*** Opening of TASK INPUTS ***

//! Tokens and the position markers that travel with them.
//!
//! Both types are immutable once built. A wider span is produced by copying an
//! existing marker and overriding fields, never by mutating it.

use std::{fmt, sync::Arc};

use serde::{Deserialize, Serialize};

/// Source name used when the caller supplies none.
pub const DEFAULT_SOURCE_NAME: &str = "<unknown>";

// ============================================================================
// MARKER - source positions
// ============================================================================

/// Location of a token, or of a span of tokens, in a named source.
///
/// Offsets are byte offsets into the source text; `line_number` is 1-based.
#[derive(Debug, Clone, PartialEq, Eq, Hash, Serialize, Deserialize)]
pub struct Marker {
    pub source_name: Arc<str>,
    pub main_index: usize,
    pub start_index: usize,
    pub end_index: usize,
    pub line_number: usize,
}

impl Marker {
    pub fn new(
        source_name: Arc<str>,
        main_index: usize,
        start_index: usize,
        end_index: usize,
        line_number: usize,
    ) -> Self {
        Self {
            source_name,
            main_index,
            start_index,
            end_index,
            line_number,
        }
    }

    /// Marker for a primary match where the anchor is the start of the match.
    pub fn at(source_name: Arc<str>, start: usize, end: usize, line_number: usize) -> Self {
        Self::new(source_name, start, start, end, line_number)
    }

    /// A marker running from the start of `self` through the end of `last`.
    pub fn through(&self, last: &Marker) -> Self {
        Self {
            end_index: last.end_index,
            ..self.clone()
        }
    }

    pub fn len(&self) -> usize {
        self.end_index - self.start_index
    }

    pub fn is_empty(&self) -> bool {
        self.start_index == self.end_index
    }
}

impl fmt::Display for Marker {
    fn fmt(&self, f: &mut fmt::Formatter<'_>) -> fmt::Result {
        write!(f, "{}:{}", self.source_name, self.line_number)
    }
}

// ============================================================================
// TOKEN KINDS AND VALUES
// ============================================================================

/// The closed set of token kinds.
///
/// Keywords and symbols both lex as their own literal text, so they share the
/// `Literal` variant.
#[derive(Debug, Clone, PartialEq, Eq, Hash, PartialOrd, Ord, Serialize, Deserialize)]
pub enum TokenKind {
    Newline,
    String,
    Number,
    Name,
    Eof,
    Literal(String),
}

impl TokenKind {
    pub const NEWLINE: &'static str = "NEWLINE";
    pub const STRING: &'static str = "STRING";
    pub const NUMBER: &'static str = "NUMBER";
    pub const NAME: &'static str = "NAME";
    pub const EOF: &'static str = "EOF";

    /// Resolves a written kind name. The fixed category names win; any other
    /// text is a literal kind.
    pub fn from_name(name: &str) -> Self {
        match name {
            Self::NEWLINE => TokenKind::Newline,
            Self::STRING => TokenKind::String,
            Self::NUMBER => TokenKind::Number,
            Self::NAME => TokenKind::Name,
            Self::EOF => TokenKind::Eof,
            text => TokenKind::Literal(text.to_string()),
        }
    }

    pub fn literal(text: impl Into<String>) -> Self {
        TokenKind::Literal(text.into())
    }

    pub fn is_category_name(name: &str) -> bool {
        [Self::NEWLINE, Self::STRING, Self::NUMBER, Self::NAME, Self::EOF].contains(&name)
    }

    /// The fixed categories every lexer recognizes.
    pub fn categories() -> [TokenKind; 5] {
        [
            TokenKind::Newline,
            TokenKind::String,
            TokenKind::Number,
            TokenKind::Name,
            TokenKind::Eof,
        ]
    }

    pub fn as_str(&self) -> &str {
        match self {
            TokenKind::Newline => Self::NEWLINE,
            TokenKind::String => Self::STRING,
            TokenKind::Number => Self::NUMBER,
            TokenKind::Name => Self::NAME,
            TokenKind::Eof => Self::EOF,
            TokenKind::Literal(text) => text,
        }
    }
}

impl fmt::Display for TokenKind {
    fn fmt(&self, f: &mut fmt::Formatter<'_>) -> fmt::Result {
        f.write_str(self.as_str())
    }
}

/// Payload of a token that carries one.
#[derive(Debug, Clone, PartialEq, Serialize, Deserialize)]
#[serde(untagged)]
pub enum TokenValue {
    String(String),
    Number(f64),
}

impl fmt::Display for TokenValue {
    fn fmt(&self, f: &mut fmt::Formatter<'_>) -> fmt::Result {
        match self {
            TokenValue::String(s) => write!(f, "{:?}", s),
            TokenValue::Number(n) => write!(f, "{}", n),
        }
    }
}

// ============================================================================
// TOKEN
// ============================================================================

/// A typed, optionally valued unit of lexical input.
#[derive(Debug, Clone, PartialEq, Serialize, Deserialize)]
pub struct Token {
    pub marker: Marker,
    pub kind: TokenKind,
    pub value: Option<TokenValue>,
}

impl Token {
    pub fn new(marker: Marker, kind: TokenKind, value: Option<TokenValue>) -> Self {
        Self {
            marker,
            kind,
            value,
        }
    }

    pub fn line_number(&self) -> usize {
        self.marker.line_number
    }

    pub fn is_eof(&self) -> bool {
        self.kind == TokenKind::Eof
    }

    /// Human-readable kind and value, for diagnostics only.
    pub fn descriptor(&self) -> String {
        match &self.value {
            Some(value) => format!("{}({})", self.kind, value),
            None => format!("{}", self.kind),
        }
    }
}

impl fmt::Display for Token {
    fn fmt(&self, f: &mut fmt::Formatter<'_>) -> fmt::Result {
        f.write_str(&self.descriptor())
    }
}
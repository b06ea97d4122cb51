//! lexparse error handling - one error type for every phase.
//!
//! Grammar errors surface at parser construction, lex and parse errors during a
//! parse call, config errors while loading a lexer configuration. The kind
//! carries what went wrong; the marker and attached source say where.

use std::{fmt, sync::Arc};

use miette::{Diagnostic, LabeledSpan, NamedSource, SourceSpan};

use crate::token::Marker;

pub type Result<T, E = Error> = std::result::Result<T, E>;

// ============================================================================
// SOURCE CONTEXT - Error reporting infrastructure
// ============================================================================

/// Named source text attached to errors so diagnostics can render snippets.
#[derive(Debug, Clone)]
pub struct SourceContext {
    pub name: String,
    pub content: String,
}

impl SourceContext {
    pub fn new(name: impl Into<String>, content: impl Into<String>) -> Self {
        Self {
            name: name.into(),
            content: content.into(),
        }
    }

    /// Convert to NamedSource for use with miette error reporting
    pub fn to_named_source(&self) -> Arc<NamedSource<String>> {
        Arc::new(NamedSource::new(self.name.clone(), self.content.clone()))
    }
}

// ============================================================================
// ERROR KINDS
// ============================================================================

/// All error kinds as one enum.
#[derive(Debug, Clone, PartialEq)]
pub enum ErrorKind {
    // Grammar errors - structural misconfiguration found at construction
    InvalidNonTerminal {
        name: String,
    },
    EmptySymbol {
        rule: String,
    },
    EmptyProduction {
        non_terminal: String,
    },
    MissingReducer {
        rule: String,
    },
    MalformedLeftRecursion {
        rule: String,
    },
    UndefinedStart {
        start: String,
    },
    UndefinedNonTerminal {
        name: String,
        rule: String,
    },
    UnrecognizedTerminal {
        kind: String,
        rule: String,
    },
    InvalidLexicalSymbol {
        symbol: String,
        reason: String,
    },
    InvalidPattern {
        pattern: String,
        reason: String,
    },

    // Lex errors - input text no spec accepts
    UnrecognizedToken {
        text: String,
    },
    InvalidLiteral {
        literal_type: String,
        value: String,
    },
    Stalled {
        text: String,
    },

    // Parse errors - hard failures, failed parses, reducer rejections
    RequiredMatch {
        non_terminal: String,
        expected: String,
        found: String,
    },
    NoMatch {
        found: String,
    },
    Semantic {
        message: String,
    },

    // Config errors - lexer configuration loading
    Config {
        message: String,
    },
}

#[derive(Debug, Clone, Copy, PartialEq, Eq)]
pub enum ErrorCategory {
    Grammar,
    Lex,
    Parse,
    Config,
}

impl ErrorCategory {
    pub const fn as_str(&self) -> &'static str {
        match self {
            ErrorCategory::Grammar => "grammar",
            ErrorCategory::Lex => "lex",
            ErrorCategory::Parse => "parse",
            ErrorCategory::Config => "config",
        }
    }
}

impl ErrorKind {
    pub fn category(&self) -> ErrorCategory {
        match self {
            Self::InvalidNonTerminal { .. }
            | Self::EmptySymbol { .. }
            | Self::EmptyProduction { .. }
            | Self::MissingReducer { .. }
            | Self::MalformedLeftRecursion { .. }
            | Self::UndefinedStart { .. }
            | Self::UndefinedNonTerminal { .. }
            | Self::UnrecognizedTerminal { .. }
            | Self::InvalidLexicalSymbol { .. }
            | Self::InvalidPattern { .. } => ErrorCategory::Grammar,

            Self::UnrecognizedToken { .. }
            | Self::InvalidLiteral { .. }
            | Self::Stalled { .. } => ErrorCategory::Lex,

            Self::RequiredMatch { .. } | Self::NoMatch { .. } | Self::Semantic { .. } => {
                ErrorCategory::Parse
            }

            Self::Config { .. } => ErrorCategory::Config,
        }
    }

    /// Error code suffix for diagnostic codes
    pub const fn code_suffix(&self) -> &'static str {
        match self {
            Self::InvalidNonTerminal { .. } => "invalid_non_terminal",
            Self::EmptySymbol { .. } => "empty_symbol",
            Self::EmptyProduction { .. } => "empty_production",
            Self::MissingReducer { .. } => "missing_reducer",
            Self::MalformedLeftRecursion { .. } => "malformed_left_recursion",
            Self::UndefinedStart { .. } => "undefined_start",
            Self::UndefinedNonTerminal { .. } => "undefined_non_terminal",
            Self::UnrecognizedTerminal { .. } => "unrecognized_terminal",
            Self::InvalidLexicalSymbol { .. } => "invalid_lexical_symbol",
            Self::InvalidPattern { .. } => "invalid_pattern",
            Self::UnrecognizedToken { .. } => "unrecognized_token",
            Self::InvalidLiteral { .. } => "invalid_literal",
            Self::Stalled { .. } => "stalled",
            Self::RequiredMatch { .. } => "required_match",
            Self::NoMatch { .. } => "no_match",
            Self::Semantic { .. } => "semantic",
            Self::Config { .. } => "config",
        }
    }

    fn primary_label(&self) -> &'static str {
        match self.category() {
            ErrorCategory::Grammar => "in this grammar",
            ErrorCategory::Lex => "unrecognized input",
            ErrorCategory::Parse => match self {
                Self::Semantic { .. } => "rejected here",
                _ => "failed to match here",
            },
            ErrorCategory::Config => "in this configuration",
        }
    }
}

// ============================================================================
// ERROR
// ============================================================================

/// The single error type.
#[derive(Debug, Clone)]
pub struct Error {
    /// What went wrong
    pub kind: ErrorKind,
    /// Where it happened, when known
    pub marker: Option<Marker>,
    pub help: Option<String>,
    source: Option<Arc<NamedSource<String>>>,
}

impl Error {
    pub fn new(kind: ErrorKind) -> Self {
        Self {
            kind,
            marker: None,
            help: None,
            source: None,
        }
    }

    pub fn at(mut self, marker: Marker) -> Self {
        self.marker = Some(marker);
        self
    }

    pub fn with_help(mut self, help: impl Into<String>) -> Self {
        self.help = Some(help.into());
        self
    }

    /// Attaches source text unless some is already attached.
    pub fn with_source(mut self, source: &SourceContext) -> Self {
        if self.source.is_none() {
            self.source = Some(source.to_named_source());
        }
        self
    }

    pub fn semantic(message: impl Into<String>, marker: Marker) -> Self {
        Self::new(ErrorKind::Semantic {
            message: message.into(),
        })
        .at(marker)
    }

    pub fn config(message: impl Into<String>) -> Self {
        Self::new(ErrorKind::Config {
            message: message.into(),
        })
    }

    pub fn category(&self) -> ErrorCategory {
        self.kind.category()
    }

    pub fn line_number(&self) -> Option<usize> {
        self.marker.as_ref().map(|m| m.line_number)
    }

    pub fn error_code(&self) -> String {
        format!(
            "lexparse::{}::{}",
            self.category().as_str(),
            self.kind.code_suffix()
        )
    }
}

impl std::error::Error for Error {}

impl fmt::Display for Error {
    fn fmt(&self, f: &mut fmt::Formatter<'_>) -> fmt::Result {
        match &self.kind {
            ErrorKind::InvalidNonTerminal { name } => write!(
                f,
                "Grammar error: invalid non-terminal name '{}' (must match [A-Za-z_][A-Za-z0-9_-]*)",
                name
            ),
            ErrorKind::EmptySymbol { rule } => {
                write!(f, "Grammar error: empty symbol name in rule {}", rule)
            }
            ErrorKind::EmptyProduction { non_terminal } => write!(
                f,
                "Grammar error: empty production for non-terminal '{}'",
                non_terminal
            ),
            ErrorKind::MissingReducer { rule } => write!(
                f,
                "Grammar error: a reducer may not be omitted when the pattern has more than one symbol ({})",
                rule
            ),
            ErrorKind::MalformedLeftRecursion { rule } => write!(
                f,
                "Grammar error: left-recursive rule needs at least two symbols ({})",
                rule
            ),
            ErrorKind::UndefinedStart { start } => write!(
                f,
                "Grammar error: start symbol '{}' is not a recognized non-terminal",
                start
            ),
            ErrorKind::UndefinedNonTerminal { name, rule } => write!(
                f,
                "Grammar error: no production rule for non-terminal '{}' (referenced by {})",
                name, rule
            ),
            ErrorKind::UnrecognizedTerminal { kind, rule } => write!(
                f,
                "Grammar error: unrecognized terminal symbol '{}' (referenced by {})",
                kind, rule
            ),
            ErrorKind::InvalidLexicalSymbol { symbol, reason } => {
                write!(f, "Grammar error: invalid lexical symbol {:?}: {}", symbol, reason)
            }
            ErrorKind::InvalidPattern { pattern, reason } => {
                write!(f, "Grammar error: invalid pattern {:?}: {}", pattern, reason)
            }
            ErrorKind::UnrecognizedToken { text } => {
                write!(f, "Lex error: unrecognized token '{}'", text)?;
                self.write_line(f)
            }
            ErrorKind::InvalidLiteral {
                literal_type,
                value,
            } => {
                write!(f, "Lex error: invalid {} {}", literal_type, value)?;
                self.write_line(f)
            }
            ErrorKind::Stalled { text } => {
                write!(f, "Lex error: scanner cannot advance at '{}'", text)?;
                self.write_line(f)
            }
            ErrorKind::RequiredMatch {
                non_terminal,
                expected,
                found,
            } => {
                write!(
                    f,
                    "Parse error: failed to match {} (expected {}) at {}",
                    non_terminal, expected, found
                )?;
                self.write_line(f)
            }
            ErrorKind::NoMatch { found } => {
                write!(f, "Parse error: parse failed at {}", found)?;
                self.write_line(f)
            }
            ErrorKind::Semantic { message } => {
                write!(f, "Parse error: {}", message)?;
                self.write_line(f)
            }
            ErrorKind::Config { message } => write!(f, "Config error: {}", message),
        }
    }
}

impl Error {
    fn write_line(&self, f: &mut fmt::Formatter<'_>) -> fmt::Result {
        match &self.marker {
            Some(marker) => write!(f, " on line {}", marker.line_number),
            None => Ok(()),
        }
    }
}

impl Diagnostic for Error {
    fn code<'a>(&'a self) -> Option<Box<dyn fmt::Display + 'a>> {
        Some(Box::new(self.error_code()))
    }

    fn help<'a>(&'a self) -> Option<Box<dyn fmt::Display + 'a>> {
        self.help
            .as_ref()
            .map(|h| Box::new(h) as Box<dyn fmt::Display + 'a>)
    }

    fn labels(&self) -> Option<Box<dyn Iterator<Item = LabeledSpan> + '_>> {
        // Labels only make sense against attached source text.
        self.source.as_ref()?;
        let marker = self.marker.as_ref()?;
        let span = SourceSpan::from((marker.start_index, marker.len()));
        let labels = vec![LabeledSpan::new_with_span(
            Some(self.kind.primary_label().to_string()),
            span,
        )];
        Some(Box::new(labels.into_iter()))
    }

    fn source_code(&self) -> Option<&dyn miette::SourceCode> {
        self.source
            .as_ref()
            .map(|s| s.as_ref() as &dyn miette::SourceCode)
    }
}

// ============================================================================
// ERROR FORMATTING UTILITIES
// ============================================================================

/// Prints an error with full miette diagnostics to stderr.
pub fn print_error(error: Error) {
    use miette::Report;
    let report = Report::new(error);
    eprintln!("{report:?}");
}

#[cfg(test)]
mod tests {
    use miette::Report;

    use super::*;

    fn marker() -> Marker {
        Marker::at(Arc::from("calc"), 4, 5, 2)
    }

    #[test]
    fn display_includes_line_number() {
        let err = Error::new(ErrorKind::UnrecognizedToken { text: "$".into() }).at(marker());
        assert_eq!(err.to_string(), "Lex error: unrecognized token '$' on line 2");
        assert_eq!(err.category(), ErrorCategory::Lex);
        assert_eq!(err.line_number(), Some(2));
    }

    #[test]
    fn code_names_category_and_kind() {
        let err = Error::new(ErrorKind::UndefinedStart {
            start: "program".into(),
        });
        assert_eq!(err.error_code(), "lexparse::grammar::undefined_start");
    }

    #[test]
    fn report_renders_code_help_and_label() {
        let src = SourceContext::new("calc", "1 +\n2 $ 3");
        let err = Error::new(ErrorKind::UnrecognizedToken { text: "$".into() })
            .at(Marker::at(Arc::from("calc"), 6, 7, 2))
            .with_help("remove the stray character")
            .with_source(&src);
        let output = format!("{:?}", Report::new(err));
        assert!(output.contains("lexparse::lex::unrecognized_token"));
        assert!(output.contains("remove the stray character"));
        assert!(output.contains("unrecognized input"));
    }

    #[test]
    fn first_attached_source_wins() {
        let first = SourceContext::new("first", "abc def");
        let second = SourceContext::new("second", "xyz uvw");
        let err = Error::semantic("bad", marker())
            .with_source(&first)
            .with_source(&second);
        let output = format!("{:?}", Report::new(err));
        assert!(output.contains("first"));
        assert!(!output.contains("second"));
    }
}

*** Close of TASK INPUTS ***

__TASK DESCRIPTION__
Repeat the entries verbatim through the line with "caller supplies none.".

__SOLUTION TO THIS PROBLEM__
//! Tokens and the position markers that travel with them.
//!
//! Both types are immutable once built. A wider span is produced by copying an
//! existing marker and overriding fields, never by mutating it.

use std::{fmt, sync::Arc};

use serde::{Deserialize, Serialize};

/// Source name used when the caller supplies none.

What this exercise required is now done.